Can Social Media Cultivate Long-Term Loyalty?
Social media can be used as a tool to guide brand strategy.
Instagram is home to 200,000 brands and boasts one of the highest Millennial user growth rates among social media platforms. Some estimate that 51.8% of all social network users will use Instagram by 2017. Its visual platform makes it easy for users to share and recommend — via tags, likes, and follows — but not to make purchases. These attributes make it popular among aspirational Millennials, but challenging for brands that want to measure the impact of their Instagram investment. The value of referrals on a purchase decision has spawned an entire marketing segment (referral marketing), but the value of sharing content before a consumer enters the consideration stage of the purchase funnel has not been quantified.
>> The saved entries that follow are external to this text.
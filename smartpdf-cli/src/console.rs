//! Interactive question prompt.

use anyhow::Result;
use rustyline::DefaultEditor;
use rustyline::error::ReadlineError;
use smartpdf_rag::{RagError, Session};
use smartpdf_telemetry::StageTimings;

use crate::report;

/// What the prompt should do with one line of input.
#[derive(Debug, PartialEq, Eq)]
pub enum Input<'a> {
    Quit,
    Skip,
    Question(&'a str),
}

pub fn classify(line: &str) -> Input<'_> {
    match line.trim() {
        "" => Input::Skip,
        "exit" | "quit" | ":q" => Input::Quit,
        question => Input::Question(question),
    }
}

/// Ask one question and print the answer.
pub async fn ask_and_print(session: &Session, question: &str, timings: Option<&StageTimings>) {
    if let Some(timings) = timings {
        timings.take();
    }
    match session.ask(question).await {
        Ok(answer) => println!("{}\n", report::answer(&answer)),
        Err(RagError::EmptyQuestion) => println!("{}\n", RagError::EmptyQuestion),
        Err(e) => eprintln!("Error: {e}\n"),
    }
    if let Some(timings) = timings {
        print!("{}", report::timings(&timings.take()));
    }
}

/// Read questions until EOF, Ctrl-C or `exit`.
pub async fn run_console(session: &Session, timings: Option<&StageTimings>) -> Result<()> {
    let mut rl = DefaultEditor::new()?;
    println!("Ask a question about your documents (type 'exit' to quit).\n");

    loop {
        let line = match rl.readline("❓ ") {
            Ok(line) => line,
            Err(ReadlineError::Interrupted | ReadlineError::Eof) => break,
            Err(e) => return Err(e.into()),
        };

        match classify(&line) {
            Input::Quit => break,
            Input::Skip => continue,
            Input::Question(question) => {
                let _ = rl.add_history_entry(question);
                ask_and_print(session, question, timings).await;
            }
        }
    }

    Ok(())
}
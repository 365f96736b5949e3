//! Retriever seam between the query path and the index.

use std::sync::Arc;

use async_trait::async_trait;

use crate::document::SearchResult;
use crate::error::Result;
use crate::index::Index;

/// Finds the chunks relevant to a question.
#[async_trait]
pub trait Retriever: Send + Sync {
    /// Return the chunks most relevant to `question`, best first.
    async fn retrieve(&self, question: &str) -> Result<Vec<SearchResult>>;
}

/// Plain top-k similarity search over an [`Index`].
#[derive(Debug, Clone)]
pub struct SimilarityRetriever {
    index: Arc<Index>,
    top_k: usize,
}

impl SimilarityRetriever {
    /// Default number of chunks retrieved per question.
    pub const DEFAULT_TOP_K: usize = 4;

    /// Retrieve `top_k` chunks per question from `index`.
    pub fn new(index: Arc<Index>, top_k: usize) -> Self {
        Self { index, top_k }
    }

    /// The number of chunks returned per question.
    pub fn top_k(&self) -> usize {
        self.top_k
    }
}

#[async_trait]
impl Retriever for SimilarityRetriever {
    async fn retrieve(&self, question: &str) -> Result<Vec<SearchResult>> {
        self.index.search(question, self.top_k).await
    }
}
//! Tests for chunk normalization and the minimum-length filter.

use proptest::prelude::*;
use smartpdf_rag::{Chunk, ChunkFilter};

#[test]
fn drops_short_chunks_and_collapses_whitespace() {
    let long = "A paragraph   with\n\nplenty of\ttext to clear the fifty character bar.";
    let chunks = vec![
        Chunk::new("Page 3", "a.pdf", Some(2)),
        Chunk::new(long, "a.pdf", Some(2)),
        Chunk::new("   \n\n  ", "a.pdf", Some(3)),
    ];

    let kept = ChunkFilter::default().apply(chunks);

    assert_eq!(kept.len(), 1);
    assert_eq!(kept[0].text, "A paragraph with plenty of text to clear the fifty character bar.");
    assert_eq!(kept[0].metadata.page, Some(2));
    assert_eq!(kept[0].source(), "a.pdf");
}

#[test]
fn threshold_is_exclusive() {
    let filter = ChunkFilter::new(5);
    let kept = filter.apply(vec![
        Chunk::new("abcde", "x", None),
        Chunk::new("abcdef", "x", None),
        Chunk::new("  abc   de  ", "x", None),
    ]);
    let texts: Vec<&str> = kept.iter().map(|c| c.text.as_str()).collect();
    assert_eq!(texts, vec!["abcdef", "abc de"]);
}

/// **Property: filter output**
/// *For any* chunks, every surviving chunk is longer than the minimum after
/// normalization, contains no whitespace runs, and survivors keep their
/// relative input order.
mod prop_filter {
    use super::*;

    proptest! {
        #![proptest_config(ProptestConfig::with_cases(128))]

        #[test]
        fn survivors_are_long_normalized_and_ordered(
            texts in proptest::collection::vec("[a-z \\t\\n]{0,40}", 0..30),
            min_chars in 0usize..20,
        ) {
            let chunks: Vec<Chunk> = texts
                .iter()
                .enumerate()
                .map(|(i, text)| Chunk::new(text.clone(), format!("doc{i}"), Some(i)))
                .collect();

            let kept = ChunkFilter::new(min_chars).apply(chunks);

            let mut last_page = None;
            for chunk in &kept {
                prop_assert!(chunk.len() > min_chars);
                prop_assert!(!chunk.text.contains("  "));
                prop_assert!(!chunk.text.contains(['\t', '\n']));
                prop_assert_eq!(chunk.text.trim(), chunk.text.as_str());
                prop_assert_eq!(chunk.source(), format!("doc{}", chunk.metadata.page.unwrap()));
                prop_assert!(last_page < chunk.metadata.page);
                last_page = chunk.metadata.page;
            }
        }
    }
}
It can be hard to justify the cost of operating social media accounts to managers without being able to quantify the value provided in dollar-amount terms. “It’s important that we continue to shift our focus from the short-term sale to the long-term value of social media. Part of our willingness to make this shift comes from trust that our efforts will pay off, even if not immediately, and part comes from finding new ways to measure results over time,” says Emily Teele, loyalty and retention marketing manager at the home goods retailer west elm. While calculating the value of a social media follower can be difficult, the potential value of these followers is real.
Companies can engage aspirational consumers as brand advocates, even before they purchase. Aspirational customers follow brands that represent the values, causes, status, and communities that they want to be a part of as customers. Contrary to their popular portrayal as window shoppers, aspirational consumers identify with brands whose value extends beyond status and into empowerment, trust, and social responsibility. Our research suggests that these consumers may provide real value for companies.
Who are Aspirational Customers?
We conducted a survey of 401 Instagram users ages 18-33 in April of 2016 (see “About the Research”). Sixty-six percent of respondents follow at least one brand on Instagram, with a median number of six brands followed. Of those who do follow brands, 56% follow at least one brand that they have not made a purchase from — yet. Our data suggests that they do plan to purchase in the future. Today’s followers are very likely to be tomorrow’s customers.